RE: Bringing the ultimate Defi to Hive-Engine???

avatar

You are viewing a single comment's thread:

Creating a whole other attack vector. An attacker waits for a huge pool to develop at xyz price and then comes in and buys it all at once, gaining cheap control over that amount and leaving everyone else with their pants down without moving price. In an organic situation, with the liquidity that naturally corresponds to the given case, price would rise in positive correlation, making each new coin bought proportionately more expensive and leaving market participants more fairly compensated on both sides of the trade.

Be careful with this can of worms being opened on HIVE!



0
0
0.000
4 comments
avatar
(Edited)

The way liquidity pools usually work is that by buying a huge amount of something you would push the price up. The price is not fixed, but varies constantly and according to which side of the market pair gets bought/sold.

0
0
0.000
avatar

We'll see how it works out. If it was really feasible, you can bet Wall Street would have discovered it years ago - and it's not like they haven't had hoards of MIT grads working on it either.

Algos game, and can be gamed.

Trash in, trash out. You know the old saying.

Auction markets continue to be controlled by humans for a very good reason.
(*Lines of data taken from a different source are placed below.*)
impl ConditionMap {
    /// Creates an empty condition map, which every present value satisfies.
    pub fn new() -> Self {
        ConditionMap::default()
    }

    // ========================================================================
    // Modifiers
    // ========================================================================

    /// Declares the type values are coerced to before comparison.
    pub fn with_type(mut self, value_type: OperatorType) -> Self {
        self.value_type = Some(value_type);
        self.refresh()
    }

    /// Enables or disables case-sensitive comparison (default: disabled).
    pub fn case_sensitive(mut self, case_sensitive: bool) -> Self {
        self.case_sensitive = case_sensitive;
        self.refresh()
    }

    /// Compares the concatenation of these fields instead of the keyed field.
    pub fn combine_fields<I, S>(mut self, fields: I) -> Self
    where
        I: IntoIterator<Item = S>,
        S: Into<String>,
    {
        self.combine_fields = fields.into_iter().map(Into::into).collect();
        self
    }

    /// Sets the separator used between combined fields.
    pub fn combine_with(mut self, separator: impl Into<String>) -> Self {
        self.combine_with = Some(separator.into());
        self
    }

    // ========================================================================
    // Conditions
    // ========================================================================

    /// Adds a condition.
    pub fn condition(mut self, condition: Condition) -> Self {
        self.raw.push(condition);
        self.refresh()
    }

    /// Adds an `EQUALS` condition.
    pub fn equals(self, operand: impl Into<Operand>) -> Self {
        self.condition(Condition::Equals(operand.into()))
    }

    /// Adds a `NOT_EQUALS` condition.
    pub fn not_equals(self, operand: impl Into<Operand>) -> Self {
        self.condition(Condition::NotEquals(operand.into()))
    }

    /// Adds a `GREATER_THAN` condition.
    pub fn greater_than(self, operand: impl Into<Operand>) -> Self {
        self.condition(Condition::GreaterThan(operand.into()))
    }

    /// Adds a `GREATER_OR_EQUAL` condition.
    pub fn greater_or_equal(self, operand: impl Into<Operand>) -> Self {
        self.condition(Condition::GreaterOrEqual(operand.into()))
    }

    /// Adds a `LESS_THAN` condition.
    pub fn less_than(self, operand: impl Into<Operand>) -> Self {
        self.condition(Condition::LessThan(operand.into()))
    }

    /// Adds a `LESS_OR_EQUAL` condition.
    pub fn less_or_equal(self, operand: impl Into<Operand>) -> Self {
        self.condition(Condition::LessOrEqual(operand.into()))
    }

    /// Adds an `IN_ARRAY` condition.
    pub fn in_array(self, operand: impl Into<Operand>) -> Self {
        self.condition(Condition::InArray(operand.into()))
    }

    /// Adds a `NOT_IN_ARRAY` condition.
    pub fn not_in_array(self, operand: impl Into<Operand>) -> Self {
        self.condition(Condition::NotInArray(operand.into()))
    }

    /// Adds a `MATCHES` condition.
    ///
    /// Returns an error if the pattern is invalid.
    pub fn matches(self, pattern: &str) -> Result<Self> {
        Ok(self.condition(Condition::Matches(Pattern::new(pattern)?)))
    }

    /// Adds a `NOT_MATCHES` condition.
    ///
    /// Returns an error if the pattern is invalid.
    pub fn not_matches(self, pattern: &str) -> Result<Self> {
        Ok(self.condition(Condition::NotMatches(Pattern::new(pattern)?)))
    }

    /// Adds an `IS_NULL` condition.
    pub fn is_null(self) -> Self {
        self.condition(Condition::IsNull)
    }

    /// Adds an `IS_NOT_NULL` condition.
    pub fn is_not_null(self) -> Self {
        self.condition(Condition::IsNotNull)
    }

    /// Adds an inclusive `BETWEEN_VALUES` condition.
    pub fn between_values(self, min: impl Into<Operand>, max: impl Into<Operand>) -> Self {
        self.condition(Condition::BetweenValues(Range::new(min, max)))
    }

    /// Adds a `NOT_BETWEEN_VALUES` condition.
    pub fn not_between_values(self, min: impl Into<Operand>, max: impl Into<Operand>) -> Self {
        self.condition(Condition::NotBetweenValues(Range::new(min, max)))
    }

    /// Adds an `IS_EMPTY` condition.
    pub fn is_empty(self) -> Self {
        self.condition(Condition::IsEmpty)
    }

    /// Adds an `IS_NOT_EMPTY` condition.
    pub fn is_not_empty(self) -> Self {
        self.condition(Condition::IsNotEmpty)
    }

    /// Adds a `CONTAINS_VALUE` condition.
    pub fn contains_value(self, operand: impl Into<Operand>) -> Self {
        self.condition(Condition::ContainsValue(operand.into()))
    }

    /// Adds a `DOES_NOT_CONTAIN` condition.
    pub fn does_not_contain(self, operand: impl Into<Operand>) -> Self {
        self.condition(Condition::DoesNotContain(operand.into()))
    }

    /// Adds a `STARTS_WITH` condition.
    pub fn starts_with(self, operand: impl Into<Operand>) -> Self {
        self.condition(Condition::StartsWith(operand.into()))
    }

    /// Adds a `DOES_NOT_START_WITH` condition.
    pub fn does_not_start_with(self, operand: impl Into<Operand>) -> Self {
        self.condition(Condition::DoesNotStartWith(operand.into()))
    }

    /// Adds an `ENDS_WITH` condition.
    pub fn ends_with(self, operand: impl Into<Operand>) -> Self {
        self.condition(Condition::EndsWith(operand.into()))
    }

    /// Adds a `DOES_NOT_END_WITH` condition.
    pub fn does_not_end_with(self, operand: impl Into<Operand>) -> Self {
        self.condition(Condition::DoesNotEndWith(operand.into()))
    }

    /// Adds an `IS_STRICTLY_EMPTY` condition.
    pub fn is_strictly_empty(self) -> Self {
        self.condition(Condition::IsStrictlyEmpty)
    }

    /// Adds an `IS_STRICTLY_NOT_EMPTY` condition.
    pub fn is_strictly_not_empty(self) -> Self {
        self.condition(Condition::IsStrictlyNotEmpty)
    }

    /// Adds an `OUTSIDE_RANGE` condition.
    pub fn outside_range(self, min: impl Into<Operand>, max: impl Into<Operand>) -> Self {
        self.condition(Condition::OutsideRange(Range::new(min, max)))
    }

    // ========================================================================
    // Introspection
    // ========================================================================

    /// Returns the conditions as evaluated, with operands already lower-cased
    /// and date-coerced according to the modifiers.
    pub fn conditions(&self) -> &[Condition] {
        &self.conditions
    }

    /// Returns the declared value type, if any.
    pub fn value_type(&self) -> Option<OperatorType> {
        self.value_type
    }

    /// Returns `true` if comparisons are case sensitive.
    pub fn is_case_sensitive(&self) -> bool {
        self.case_sensitive
    }

    /// Returns the combined fields, empty when not combining.
    pub fn combined_fields(&self) -> &[String] {
        &self.combine_fields
    }

    /// Returns the separator placed between combined fields.
    pub fn separator(&self) -> &str {
        self.combine_with
            .as_deref()
            .unwrap_or(DEFAULT_COMBINE_SEPARATOR)
    }

    // ========================================================================
    // Evaluation
    // ========================================================================

    /// Tests the field at `path` of `record` against every condition.
    pub fn matches_record<R: Record + ?Sized>(
        &self,
        record: &R,
        path: &str,
        options: &FilterOptions,
    ) -> Result<bool> {
        let value = if self.combine_fields.is_empty() {
            resolve(record, path)
        } else {
            Value::from(self.combined_value(record))
        };

        match options.missing_field {
            MissingFieldPolicy::FailOnFalsy if !value.is_truthy() => return Ok(false),
            MissingFieldPolicy::NullAware if value.is_nullish() => {
                return Ok(self
                    .conditions
                    .iter()
                    .all(|condition| condition.evaluate_absent(options)));
            }
            _ => {}
        }

        let mut value = coerce(value, self.value_type);
        if !self.case_sensitive {
            value = value.to_lowercase();
        }

        for condition in &self.conditions {
            if !condition.evaluate(&value, options)? {
                return Ok(false);
            }
        }
        Ok(true)
    }

    fn combined_value<R: Record + ?Sized>(&self, record: &R) -> String {
        let parts: Vec<String> = self
            .combine_fields
            .iter()
            .map(|path| {
                let value = resolve(record, path);
                if value.is_nullish() {
                    String::new()
                } else {
                    value.to_js_string().into_owned()
                }
            })
            .collect();
        parts.join(self.separator())
    }

    /// Rebuilds the evaluated conditions from the raw ones.
    fn refresh(mut self) -> Self {
        let to_date = self.value_type == Some(OperatorType::Date);
        let lowercase = !self.case_sensitive;
        self.conditions = self
            .raw
            .iter()
            .map(|condition| {
                condition.map_operands(|operand| {
                    let operand = if to_date {
                        operand.to_date()
                    } else {
                        operand.clone()
                    };
                    if lowercase {
                        operand.to_lowercase()
                    } else {
                        operand
                    }
                })
            })
            .collect();
        self
    }
}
Nobody in their right mind is running out there creating "liquidity pools" for the pink sheets now, are they?

Lots of people are going to get hurt with this "pie in the sky", and don't say I didn't warn you.

0
0
0.000
avatar

I mean Uniswap was around for two years now and it works without any issues - it has more trading volume than most of the centralized exchanges.
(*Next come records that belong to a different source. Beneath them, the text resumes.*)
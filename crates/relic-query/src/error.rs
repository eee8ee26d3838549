//! Error types for the query engine.

use thiserror::Error;

/// Errors that can occur when building or executing queries.
#[derive(Debug, Error)]
pub enum QueryError {
    /// Invalid regular expression pattern passed to a pattern operator.
    #[error("invalid regex pattern: {0}")]
    InvalidRegex(#[from] regex::Error),

    /// Operator applied to a value that does not support it, e.g. a
    /// containment test against a number that was never coerced to a string.
    #[error("operator '{op}' is not valid for {value_type} values")]
    InvalidOperatorUsage {
        op: &'static str,
        value_type: &'static str,
    },

    /// Sort specification was not a list of sort keys.
    #[error("sort spec must be an array of sort keys, got {0}")]
    InvalidSortSpec(&'static str),

    /// A condition map could not be built from its description.
    #[error("invalid condition: {0}")]
    InvalidCondition(String),

    /// JSON input could not be decoded.
    #[error("invalid query json: {0}")]
    Json(#[from] serde_json::Error),
}

/// Result type for query operations.
pub type Result<T> = std::result::Result<T, QueryError>;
And I'm sure Wallstreet wouldn't use something like that, but they generally don't like and use decentralized solutions, so that's logical.
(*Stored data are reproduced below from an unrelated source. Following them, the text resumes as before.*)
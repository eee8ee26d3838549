//! Multi-key sorting.
//!
//! Provides [`Direction`] for sort direction, [`SortKey`] for field-based
//! ordering and [`sort_items`] to sort records by a list of keys.

use std::cmp::Ordering;

use serde::{Deserialize, Serialize};
use tracing::debug;

use crate::error::{QueryError, Result};
use crate::path::resolve;
use crate::record::Record;
use crate::value::Value;

/// An undefined sort value is placed before every defined value, whatever
/// the key's direction. Two undefined values tie.
pub const UNDEFINED_SORTS_FIRST: bool = true;

/// Sort direction.
#[derive(Debug, Clone, Copy, PartialEq, Eq, Hash, Default, Serialize, Deserialize)]
#[serde(rename_all = "lowercase")]
pub enum Direction {
    /// Ascending order (smallest first).
    #[default]
    Asc,
    /// Descending order (largest first).
    Desc,
}

impl Direction {
    /// Returns `true` if this is ascending order.
    pub fn is_asc(self) -> bool {
        matches!(self, Direction::Asc)
    }

    /// Returns `true` if this is descending order.
    pub fn is_desc(self) -> bool {
        matches!(self, Direction::Desc)
    }

    /// Applies this direction to an ordering.
    ///
    /// For `Asc`, returns the ordering unchanged.
    /// For `Desc`, reverses the ordering.
    pub fn apply(self, ordering: Ordering) -> Ordering {
        match self {
            Direction::Asc => ordering,
            Direction::Desc => ordering.reverse(),
        }
    }

    /// Returns the wire name of this direction.
    pub fn as_str(self) -> &'static str {
        match self {
            Direction::Asc => "asc",
            Direction::Desc => "desc",
        }
    }
}

impl std::fmt::Display for Direction {
    fn fmt(&self, f: &mut std::fmt::Formatter<'_>) -> std::fmt::Result {
        write!(f, "{}", self.as_str())
    }
}

/// A single sort key: a field path and a direction.
#[derive(Debug, Clone, PartialEq, Eq, Serialize, Deserialize)]
pub struct SortKey {
    /// The field path to sort by.
    pub field: String,
    /// The sort direction.
    #[serde(default)]
    pub direction: Direction,
}

impl SortKey {
    /// Creates an ascending key for the given field.
    pub fn asc(field: impl Into<String>) -> Self {
        SortKey::new(field, Direction::Asc)
    }

    /// Creates a descending key for the given field.
    pub fn desc(field: impl Into<String>) -> Self {
        SortKey::new(field, Direction::Desc)
    }

    /// Creates a key with the given direction.
    pub fn new(field: impl Into<String>, direction: Direction) -> Self {
        SortKey {
            field: field.into(),
            direction,
        }
    }

    /// Compares two records on this key alone.
    ///
    /// Undefined values are placed first without applying the direction.
    pub fn compare<R: Record + ?Sized>(&self, a: &R, b: &R) -> Ordering {
        let val_a = resolve(a, &self.field);
        let val_b = resolve(b, &self.field);

        match (val_a.is_undefined(), val_b.is_undefined()) {
            (true, true) => Ordering::Equal,
            (true, false) => Ordering::Less,
            (false, true) => Ordering::Greater,
            (false, false) => self.direction.apply(compare_values(&val_a, &val_b)),
        }
    }
}

/// An ordered list of sort keys; earlier keys take precedence.
#[derive(Debug, Clone, Default, PartialEq, Eq, Serialize, Deserialize)]
#[serde(transparent)]
pub struct SortSpec {
    keys: Vec<SortKey>,
}

impl SortSpec {
    /// Creates an empty sort spec, which leaves order unchanged.
    pub fn new() -> Self {
        SortSpec::default()
    }

    /// Appends a key.
    pub fn then(mut self, key: SortKey) -> Self {
        self.keys.push(key);
        self
    }

    /// Returns the keys in precedence order.
    pub fn keys(&self) -> &[SortKey] {
        &self.keys
    }

    /// Returns `true` if there are no keys.
    pub fn is_empty(&self) -> bool {
        self.keys.is_empty()
    }

    /// Parses a sort spec from JSON.
    ///
    /// Returns [`QueryError::InvalidSortSpec`] if `json` is not an array.
    ///
    /// ```
    /// use relic_query::{QueryError, SortSpec};
    /// use serde_json::json;
    ///
    /// let spec = SortSpec::from_json(&json!([{ "field": "price", "direction": "desc" }])).unwrap();
    /// assert_eq!(spec.keys().len(), 1);
    ///
    /// let err = SortSpec::from_json(&json!({ "field": "price" })).unwrap_err();
    /// assert!(matches!(err, QueryError::InvalidSortSpec("object")));
    /// ```
    pub fn from_json(json: &serde_json::Value) -> Result<SortSpec> {
        if !json.is_array() {
            return Err(QueryError::InvalidSortSpec(json_type_name(json)));
        }
        Ok(serde_json::from_value(json.clone())?)
    }
}

impl From<Vec<SortKey>> for SortSpec {
    fn from(keys: Vec<SortKey>) -> Self {
        SortSpec { keys }
    }
}

impl FromIterator<SortKey> for SortSpec {
    fn from_iter<I: IntoIterator<Item = SortKey>>(iter: I) -> Self {
        SortSpec {
            keys: iter.into_iter().collect(),
        }
    }
}

fn json_type_name(json: &serde_json::Value) -> &'static str {
    match json {
        serde_json::Value::Null => "null",
        serde_json::Value::Bool(_) => "boolean",
        serde_json::Value::Number(_) => "number",
        serde_json::Value::String(_) => "string",
        serde_json::Value::Array(_) => "array",
        serde_json::Value::Object(_) => "object",
    }
}

/// Position of a value kind when kinds differ.
fn type_rank(value: &Value<'_>) -> u8 {
    match value {
        Value::Undefined => 0,
        Value::Null => 1,
        Value::Bool(_) => 2,
        Value::Number(_) => 3,
        Value::Date(_) => 4,
        Value::String(_) => 5,
        Value::Array(_) => 6,
        Value::Record(_) => 7,
    }
}

/// Ascending comparison of two defined sort values.
///
/// - Arrays compare by length.
/// - Numbers compare numerically with `NaN` last; invalid dates sort first.
/// - Values of different kinds compare by a fixed kind rank: null, booleans,
///   numbers, dates, strings, arrays, records.
///
/// The result is a total order, so it is safe to hand to `sort_by`.
pub fn compare_values(a: &Value<'_>, b: &Value<'_>) -> Ordering {
    match (a, b) {
        (Value::Array(a), Value::Array(b)) => a.len().cmp(&b.len()),
        (Value::Number(a), Value::Number(b)) => a.total_cmp(*b),
        (Value::String(a), Value::String(b)) => a.cmp(b),
        (Value::Bool(a), Value::Bool(b)) => a.cmp(b),
        (Value::Date(a), Value::Date(b)) => a.cmp(b),
        _ => type_rank(a).cmp(&type_rank(b)),
    }
}

/// Compares two records key by key; the first non-equal key decides.
pub fn compare_records<R: Record + ?Sized>(a: &R, b: &R, keys: &[SortKey]) -> Ordering {
    for key in keys {
        let ordering = key.compare(a, b);
        if ordering != Ordering::Equal {
            return ordering;
        }
    }
    Ordering::Equal
}

/// Sorts records in place by `keys`.
///
/// The sort is stable: records that tie on every key keep their relative
/// order. An empty key list leaves the slice untouched.
///
/// # Example
///
/// ```
/// use relic_query::{sort_items, SortKey};
/// use serde_json::json;
///
/// let mut items = vec![
///     json!({ "name": "b", "price": 5 }),
///     json!({ "name": "a", "price": 5 }),
///     json!({ "name": "c", "price": 1 }),
/// ];
/// sort_items(&[SortKey::desc("price"), SortKey::asc("name")], &mut items);
///
/// let names: Vec<_> = items.iter().map(|item| item["name"].as_str().unwrap()).collect();
/// assert_eq!(names, ["a", "b", "c"]);
/// ```
pub fn sort_items<T: Record>(keys: &[SortKey], items: &mut [T]) {
    if keys.is_empty() {
        return;
    }
    items.sort_by(|a, b| compare_records(a, b, keys));
    debug!(items = items.len(), keys = keys.len(), "sorted items");
}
As you said we need to see how it will work out on HE to see if it will be something good.

0
0
0.000
avatar

As far as I have understood how these pools are working is, that before you can buy at the pool's price you have to add your tokens into it (what makes the tokens more expensive). So if the attacker want to buy all tokens against HIVE at once, he must be only one who owns all the HIVE in the pool. If somebody else has HIVE in the pool then the attacker's HIVE are not sufficient to buy all the tokens.
So your concern about 'cheap control' can't work and it should be secure.
Well, but correct me if I'm wrong. Maybe my assumption is wrong.